_Data excerpts_

■ ■ ■ ■

use msp_solver::driver::DriverError;
use msp_solver::instance::InstanceError;
use msp_solver::model::ModelError;
use msp_solver::report::ValidationError;
use thiserror::Error;

pub(crate) type MspResult<T> = Result<T, MspError>;

#[derive(Error, Debug)]
pub(crate) enum MspError {
    #[error("The instance is invalid, more details: {0}")]
    InvalidInstance(#[from] InstanceError),
    #[error("The model could not be built, more details: {0}")]
    Model(#[from] ModelError),
    #[error("The search could not be started, more details: {0}")]
    Driver(#[from] DriverError),
    #[error("The solution does not satisfy the instance, more details: {0}")]
    InvalidSolution(#[from] ValidationError),
    #[error("The calendar encoding has no objective; use `--mode satisfy`.")]
    CalendarOptimisation,
}
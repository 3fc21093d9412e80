//! An upper bound on the number of timeslots a schedule needs.
use crate::instance::DistanceMatrix;
use crate::instance::MeetingId;

/// Returns `Σ (distance[i][i + 1] + 1)` over consecutive meetings.
///
/// When the distances obey the triangle inequality, holding the meetings one after the other in
/// index order, each separated by the travel distance to the next, is a valid schedule, so the
/// result bounds the makespan from above. It is not tight. The sum is computed in 64 bits; callers
/// decide whether it fits their domains.
pub fn estimate_horizon(distances: &DistanceMatrix) -> i64 {
    (1..distances.num_meetings())
        .map(|index| {
            let distance = distances.get(MeetingId::new(index - 1), MeetingId::new(index));
            i64::from(distance) + 1
        })
        .sum()
}
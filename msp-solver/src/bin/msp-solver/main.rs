mod result;

use std::io::Write;
use std::path::PathBuf;
use std::time::Duration;

use clap::Parser;
use clap::ValueEnum;
use log::error;
use log::info;
use log::warn;
use log::LevelFilter;
use msp_solver::bound::estimate_horizon;
use msp_solver::conflicts::ConflictSet;
use msp_solver::driver::solve;
use msp_solver::driver::SolveMode;
use msp_solver::driver::SolveOptions;
use msp_solver::driver::SolveOutcome;
use msp_solver::driver::SolveReport;
use msp_solver::instance::InstanceModel;
use msp_solver::model::CalendarModel;
use msp_solver::model::CalendarOptions;
use msp_solver::model::GapRule;
use msp_solver::model::TimeslotModel;
use msp_solver::model::TimeslotOptions;
use msp_solver::report::AgentCalendars;
use msp_solver::report::Schedule;
use pumpkin_core::convert_case::Case;
use pumpkin_core::statistics::configure_statistic_logging;
use pumpkin_core::statistics::should_log_statistics;
use pumpkin_core::Solver;
use result::MspError;
use result::MspResult;

const MSG_UNSATISFIABLE: &str = "=====UNSATISFIABLE=====";
const MSG_UNKNOWN: &str = "=====UNKNOWN=====";
const MSG_NOT_PROVEN: &str = "% best found, optimality not proven";

#[derive(Debug, Parser)]
#[command(
    help_template = "\
{before-help}{name} {version}
Authors: {author}
About: {about}

{usage-heading}\n{tab}{usage}

{all-args}{after-help}
",
    author,
    version,
    about,
    arg_required_else_help = true
)]
struct Args {
    /// The instance to solve, in the format
    ///
    ///   nMeetings mAgents timeslots
    ///   <label> b_0 ... b_{n-1}      (one row per agent)
    ///   <label> d_0 ... d_{n-1}      (one row per meeting)
    #[clap(verbatim_doc_comment)]
    instance_path: PathBuf,

    /// The time budget for the solver, given in seconds.
    ///
    /// Possible values: u64 (Optional)
    #[arg(verbatim_doc_comment)]
    time_limit: Option<u64>,

    /// How the instance is turned into a model.
    ///
    /// - "timeslot" gives every meeting a timeslot, and can minimise the makespan
    /// - "calendar" gives every agent a calendar with a fixed number of slots
    #[arg(short = 'e', long, value_enum, default_value_t, verbatim_doc_comment)]
    encoding: Encoding,

    /// Whether to minimise the makespan or stop at the first schedule.
    ///
    /// Defaults to "optimise" for the timeslot encoding. The calendar encoding only supports
    /// "satisfy".
    #[arg(short = 'm', long, value_enum, verbatim_doc_comment)]
    mode: Option<Mode>,

    /// How many timeslots two meetings with a common attendee have to be apart, given their
    /// travel distance d.
    ///
    /// - "strict" requires more than d slots (default for the timeslot encoding)
    /// - "at-least" requires d slots (default for the calendar encoding)
    #[arg(short = 'g', long, value_enum, verbatim_doc_comment)]
    gap_rule: Option<GapRule>,

    /// Uses the timeslot field of the instance header as the largest timeslot, instead of the
    /// bound computed from the distances.
    ///
    /// Only applies to the timeslot encoding.
    #[arg(long, verbatim_doc_comment)]
    header_bound: bool,

    /// The number of slots in every calendar, instead of the timeslot field of the instance
    /// header.
    ///
    /// Only applies to the calendar encoding.
    ///
    /// Possible values: u32 (Optional)
    #[arg(long, verbatim_doc_comment)]
    timeslots: Option<u32>,

    /// Enables log message output from the solver.
    ///
    /// Possible values: bool
    #[arg(short = 'v', long = "verbose", verbatim_doc_comment)]
    verbose: bool,

    /// Enables logging of statistics from the solver.
    ///
    /// Possible values: bool
    #[arg(short = 's', long = "log-statistics", verbatim_doc_comment)]
    log_statistics: bool,
}

#[derive(Default, Clone, Copy, Debug, PartialEq, Eq, ValueEnum)]
enum Encoding {
    /// One variable per meeting.
    #[default]
    Timeslot,
    /// One variable per agent and slot.
    Calendar,
}

#[derive(Clone, Copy, Debug, PartialEq, Eq, ValueEnum)]
enum Mode {
    /// Minimise the makespan.
    Optimise,
    /// Stop at the first schedule.
    Satisfy,
}

impl From<Mode> for SolveMode {
    fn from(mode: Mode) -> Self {
        match mode {
            Mode::Optimise => SolveMode::MinimiseMakespan,
            Mode::Satisfy => SolveMode::FirstFeasible,
        }
    }
}

fn configure_logging(verbose: bool, log_statistics: bool) {
    if log_statistics {
        configure_statistic_logging("%%", None, Some(Case::Camel), None);
    }
    let level_filter = if verbose {
        LevelFilter::Debug
    } else {
        LevelFilter::Warn
    };

    env_logger::Builder::new()
        .format(move |buf, record| {
            write!(buf, "% ")?;

            writeln!(buf, "{}", record.args())
        })
        .filter_level(level_filter)
        .target(env_logger::Target::Stdout)
        .init();
    info!("Logging successfully configured");
}

fn main() {
    match run() {
        Ok(()) => {}
        Err(e) => {
            error!("Execution failed, error: {e}");
            std::process::exit(1);
        }
    }
}

fn run() -> MspResult<()> {
    let args = Args::parse();
    configure_logging(args.verbose, args.log_statistics);

    let instance = InstanceModel::from_file(&args.instance_path)?;
    info!(
        "Loaded {} with {} meetings and {} agents",
        args.instance_path.display(),
        instance.num_meetings(),
        instance.num_agents()
    );

    let time_limit = args.time_limit.map(Duration::from_secs);

    match args.encoding {
        Encoding::Timeslot => solve_timeslots(&args, &instance, time_limit),
        Encoding::Calendar => solve_calendars(&args, &instance, time_limit),
    }
}

fn solve_timeslots(
    args: &Args,
    instance: &InstanceModel,
    time_limit: Option<Duration>,
) -> MspResult<()> {
    if args.timeslots.is_some() {
        warn!("The number of timeslots only applies to the calendar encoding, ignoring it");
    }

    let conflicts = ConflictSet::from_attendance(instance.attendance());
    let bound = if args.header_bound {
        i64::from(instance.header_timeslots())
    } else {
        estimate_horizon(instance.distances())
    };
    info!("Using {bound} as the largest timeslot");

    let mode = args.mode.unwrap_or(Mode::Optimise);
    let options = TimeslotOptions {
        minimise_makespan: mode == Mode::Optimise,
        gap_rule: args.gap_rule.unwrap_or(GapRule::Strict),
    };

    let mut solver = Solver::default();
    let model = TimeslotModel::build(&mut solver, instance, &conflicts, bound, &options)?;
    let mut brancher = model.brancher(&solver);
    let report = solve(
        &mut solver,
        &mut brancher,
        model.makespan(),
        &SolveOptions {
            mode: mode.into(),
            time_limit,
        },
    )?;
    log_search(&report);

    if let Some(solution) = report.outcome.solution() {
        let schedule = Schedule::from_solution(&model, solution);
        schedule.validate(instance, &conflicts, options.gap_rule)?;

        print!("{schedule}");
        println!("----------");
        if should_log_statistics() {
            solver.log_statistics_with_objective(
                Some(&brancher),
                i64::from(schedule.makespan()),
                false,
            );
        }
    } else if should_log_statistics() {
        solver.log_statistics(Some(&brancher), false);
    }

    print_status(&report.outcome);
    Ok(())
}

fn solve_calendars(
    args: &Args,
    instance: &InstanceModel,
    time_limit: Option<Duration>,
) -> MspResult<()> {
    if args.mode == Some(Mode::Optimise) {
        return Err(MspError::CalendarOptimisation);
    }
    if args.header_bound {
        warn!("The header bound only applies to the timeslot encoding, ignoring it");
    }

    let timeslots = match args.timeslots {
        Some(timeslots) => timeslots,
        None => CalendarOptions::for_instance(instance)?.timeslots,
    };
    let options = CalendarOptions {
        timeslots,
        gap_rule: args.gap_rule.unwrap_or(GapRule::AtLeast),
    };
    info!("Using calendars of {} slots", options.timeslots);

    let mut solver = Solver::default();
    let model = CalendarModel::build(&mut solver, instance, &options)?;
    let mut brancher = model.brancher(&solver);
    let report = solve(
        &mut solver,
        &mut brancher,
        None,
        &SolveOptions {
            mode: SolveMode::FirstFeasible,
            time_limit,
        },
    )?;
    log_search(&report);

    if let Some(solution) = report.outcome.solution() {
        let calendars = AgentCalendars::from_solution(&model, solution);
        calendars.validate(instance, options.gap_rule)?;

        print!("{calendars}");
        println!("----------");
    }
    if should_log_statistics() {
        solver.log_statistics(Some(&brancher), false);
    }

    print_status(&report.outcome);
    Ok(())
}

fn log_search(report: &SolveReport) {
    let statistics = report.statistics;
    info!(
        "Search finished after {:?}: {} decisions, {} conflicts",
        statistics.elapsed, statistics.decisions, statistics.conflicts
    );
}

fn print_status(outcome: &SolveOutcome) {
    if matches!(outcome, SolveOutcome::BestFound(_)) {
        warn!("The time limit was reached before the makespan was proven optimal");
    }
    if let Some(line) = status_line(outcome) {
        println!("{line}");
    }
}

/// The line closing the output of a search, if its outcome has one.
fn status_line(outcome: &SolveOutcome) -> Option<&'static str> {
    match outcome {
        SolveOutcome::Optimal(_) => Some("=========="),
        SolveOutcome::BestFound(_) => Some(MSG_NOT_PROVEN),
        SolveOutcome::Feasible(_) => None,
        SolveOutcome::Infeasible => Some(MSG_UNSATISFIABLE),
        SolveOutcome::Unknown => Some(MSG_UNKNOWN),
    }
}

#[cfg(test)]
mod tests {
    use pumpkin_core::results::Solution;

    use super::*;

    #[test]
    fn unproven_makespan_is_flagged() {
        assert_eq!(
            status_line(&SolveOutcome::BestFound(Solution::default())),
            Some(MSG_NOT_PROVEN)
        );
    }

    #[test]
    fn only_a_feasible_outcome_has_no_status_line() {
        assert_eq!(
            status_line(&SolveOutcome::Optimal(Solution::default())),
            Some("==========")
        );
        assert_eq!(status_line(&SolveOutcome::Feasible(Solution::default())), None);
        assert_eq!(status_line(&SolveOutcome::Infeasible), Some(MSG_UNSATISFIABLE));
        assert_eq!(status_line(&SolveOutcome::Unknown), Some(MSG_UNKNOWN));
    }
}
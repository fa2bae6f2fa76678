//! Board-agnostic core logic for the Kinescope stream display
//!
//! This crate contains everything between the network socket and the
//! panel that does not depend on a specific board:
//!
//! - Collaborator traits (datagram source, panel, tile decoder, heap probe)
//! - Frame reassembly and structural validation
//! - Render pipeline with strip flushing
//! - Adaptive render pacing
//! - Ingest and render cycles with bounded locking
//! - Telemetry counters and streaming client tracking
//! - Build-time tunables

#![cfg_attr(not(test), no_std)]
#![deny(unsafe_code)]

extern crate alloc;

pub mod buffer;
pub mod clients;
pub mod config;
pub mod pacing;
pub mod reassembly;
pub mod render;
pub mod scheduler;
pub mod telemetry;
pub mod traits;

#[cfg(test)]
mod testing;
//! Datagram source trait

/// Non-blocking source of received datagrams
///
/// Implemented over a bound UDP socket. Neither method may wait for
/// traffic: the ingest task polls on its own schedule.
pub trait DatagramSource {
    /// Whether at least one datagram is waiting
    fn is_pending(&self) -> bool;

    /// Copy the next datagram into `buf`
    ///
    /// Returns the number of bytes written, or 0 if nothing was read.
    fn read_datagram(&mut self, buf: &mut [u8]) -> usize;
}
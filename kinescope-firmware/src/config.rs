//! Network and decoder settings generated from stream.toml by build.rs

include!(concat!(env!("OUT_DIR"), "/stream_config.rs"));
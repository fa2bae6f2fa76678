//! Frame reassembly
//!
//! Collects datagram fragments into complete JPEG frames and hands
//! validated frames to the renderer.

pub mod descriptor;
pub mod reassembler;

pub use descriptor::{FrameDescriptor, PacketTracker};
pub use reassembler::{
    validate_complete_jpeg, AssembledFrame, FrameReassembler, PacketError, PacketStatus,
    ReassemblyError,
};
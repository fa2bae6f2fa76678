//! ST7796 TFT panel over SPI
//!
//! The ST7796 is a 320x480 RGB panel controller speaking the MIPI DCS
//! command set. It is driven in 4-wire SPI mode: chip select, a
//! data/command select line, clock and MOSI.
//!
//! # Transfers
//!
//! A command byte is sent with DC low, its parameters with DC high. Pixel
//! data follows a RAMWR command and fills the window set by CASET/RASET
//! row by row. Pixels are 16-bit RGB565, sent most significant byte first.
//!
//! Chip select is held low for a whole bulk write scope so consecutive
//! window and pixel transfers are not interrupted by CS toggling.

use embedded_hal::delay::DelayNs;
use embedded_hal::digital::OutputPin;
use embedded_hal::spi::SpiBus;
use kinescope_core::traits::{DisplayError, PixelDisplay};

/// ST7796 command opcodes
pub mod cmd {
    /// Software reset
    pub const SWRESET: u8 = 0x01;
    /// Leave sleep mode
    pub const SLPOUT: u8 = 0x11;
    /// Display inversion off
    pub const INVOFF: u8 = 0x20;
    /// Display on
    pub const DISPON: u8 = 0x29;
    /// Column address set
    pub const CASET: u8 = 0x2A;
    /// Row address set
    pub const RASET: u8 = 0x2B;
    /// Memory write
    pub const RAMWR: u8 = 0x2C;
    /// Memory access control (rotation and colour order)
    pub const MADCTL: u8 = 0x36;
    /// Interface pixel format
    pub const COLMOD: u8 = 0x3A;
}

/// MADCTL: row/column exchange (landscape)
const MADCTL_MV: u8 = 0x20;
/// MADCTL: BGR colour order
const MADCTL_BGR: u8 = 0x08;
/// COLMOD: 16 bits per pixel on both interfaces
const COLMOD_RGB565: u8 = 0x55;

/// Panel width in landscape orientation
pub const WIDTH: u16 = 480;
/// Panel height in landscape orientation
pub const HEIGHT: u16 = 320;

/// Pixels converted per SPI write
const PIXEL_CHUNK: usize = 64;

/// RGB565 black
pub const BLACK: u16 = 0x0000;

/// Build the 4-byte parameter of a CASET/RASET command
pub fn address_range(start: u16, len: u16) -> [u8; 4] {
    let end = start.saturating_add(len.saturating_sub(1));
    let [s_hi, s_lo] = start.to_be_bytes();
    let [e_hi, e_lo] = end.to_be_bytes();
    [s_hi, s_lo, e_hi, e_lo]
}

/// ST7796 driver
pub struct St7796<SPI, CS, DC> {
    spi: SPI,
    cs: CS,
    dc: DC,
    width: u16,
    height: u16,
    in_write: bool,
}

impl<SPI, CS, DC> St7796<SPI, CS, DC>
where
    SPI: SpiBus,
    CS: OutputPin,
    DC: OutputPin,
{
    /// Create a driver for a landscape-mounted panel
    ///
    /// The panel is not touched until [`init`](Self::init) is called.
    pub fn new(spi: SPI, cs: CS, dc: DC) -> Self {
        Self {
            spi,
            cs,
            dc,
            width: WIDTH,
            height: HEIGHT,
            in_write: false,
        }
    }

    /// Reset the controller and switch the panel on
    pub fn init<D: DelayNs>(&mut self, delay: &mut D) -> Result<(), DisplayError> {
        self.cs.set_high().map_err(|_| DisplayError::Pin)?;

        self.command(cmd::SWRESET, &[])?;
        delay.delay_ms(120);
        self.command(cmd::SLPOUT, &[])?;
        delay.delay_ms(120);

        self.command(cmd::COLMOD, &[COLMOD_RGB565])?;
        self.command(cmd::MADCTL, &[MADCTL_MV | MADCTL_BGR])?;
        self.command(cmd::INVOFF, &[])?;

        self.command(cmd::DISPON, &[])?;
        delay.delay_ms(20);
        Ok(())
    }

    /// Paint the whole panel with one RGB565 colour
    pub fn fill(&mut self, color: u16) -> Result<(), DisplayError> {
        self.begin_write()?;
        let result = self.fill_window(color);
        let end = self.end_write();
        result.and(end)
    }

    /// Blank the panel
    ///
    /// Panel RAM holds noise after power-up; anything not drawn over
    /// keeps showing it until cleared.
    pub fn clear(&mut self) -> Result<(), DisplayError> {
        self.fill(BLACK)
    }

    fn fill_window(&mut self, color: u16) -> Result<(), DisplayError> {
        let (width, height) = (self.width, self.height);
        self.set_window(0, 0, width, height)?;

        let run = [color; PIXEL_CHUNK];
        let mut remaining = width as usize * height as usize;
        while remaining > 0 {
            let n = remaining.min(PIXEL_CHUNK);
            self.push_pixels(&run[..n])?;
            remaining -= n;
        }
        Ok(())
    }

    /// Release the bus and pins
    pub fn release(self) -> (SPI, CS, DC) {
        (self.spi, self.cs, self.dc)
    }

    /// Send a command with parameters, selecting the chip if needed
    fn command(&mut self, opcode: u8, params: &[u8]) -> Result<(), DisplayError> {
        let standalone = !self.in_write;
        if standalone {
            self.select()?;
        }
        let result = self.write_command(opcode, params);
        if standalone {
            let deselect = self.deselect();
            return result.and(deselect);
        }
        result
    }

    fn write_command(&mut self, opcode: u8, params: &[u8]) -> Result<(), DisplayError> {
        self.dc.set_low().map_err(|_| DisplayError::Pin)?;
        self.spi.write(&[opcode]).map_err(|_| DisplayError::Bus)?;
        self.spi.flush().map_err(|_| DisplayError::Bus)?;
        self.dc.set_high().map_err(|_| DisplayError::Pin)?;
        if !params.is_empty() {
            self.spi.write(params).map_err(|_| DisplayError::Bus)?;
        }
        Ok(())
    }

    fn select(&mut self) -> Result<(), DisplayError> {
        self.cs.set_low().map_err(|_| DisplayError::Pin)
    }

    fn deselect(&mut self) -> Result<(), DisplayError> {
        self.spi.flush().map_err(|_| DisplayError::Bus)?;
        self.cs.set_high().map_err(|_| DisplayError::Pin)
    }
}

impl<SPI, CS, DC> PixelDisplay for St7796<SPI, CS, DC>
where
    SPI: SpiBus,
    CS: OutputPin,
    DC: OutputPin,
{
    fn begin_write(&mut self) -> Result<(), DisplayError> {
        if !self.in_write {
            self.select()?;
            self.in_write = true;
        }
        Ok(())
    }

    fn set_window(&mut self, x: u16, y: u16, width: u16, height: u16) -> Result<(), DisplayError> {
        let fits_x = x.checked_add(width).is_some_and(|end| end <= self.width);
        let fits_y = y.checked_add(height).is_some_and(|end| end <= self.height);
        if width == 0 || height == 0 || !fits_x || !fits_y {
            return Err(DisplayError::InvalidWindow);
        }

        self.command(cmd::CASET, &address_range(x, width))?;
        self.command(cmd::RASET, &address_range(y, height))?;
        self.command(cmd::RAMWR, &[])
    }

    fn push_pixels(&mut self, pixels: &[u16]) -> Result<(), DisplayError> {
        let standalone = !self.in_write;
        if standalone {
            self.select()?;
        }

        let mut bytes = [0u8; PIXEL_CHUNK * 2];
        let mut result = Ok(());
        for chunk in pixels.chunks(PIXEL_CHUNK) {
            for (dst, px) in bytes.chunks_exact_mut(2).zip(chunk) {
                dst.copy_from_slice(&px.to_be_bytes());
            }
            result = self
                .spi
                .write(&bytes[..chunk.len() * 2])
                .map_err(|_| DisplayError::Bus);
            if result.is_err() {
                break;
            }
        }

        if standalone {
            let deselect = self.deselect();
            return result.and(deselect);
        }
        result
    }

    fn end_write(&mut self) -> Result<(), DisplayError> {
        if !self.in_write {
            return Ok(());
        }
        self.in_write = false;
        self.deselect()
    }

    fn dimensions(&self) -> (u16, u16) {
        (self.width, self.height)
    }
}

■ ■ ■ ■

_EXERCISE INSTRUCTIONS_
Say how many lines above include "decisions", please, and nothing else.

_OUTPUT FOR THIS TASK_
2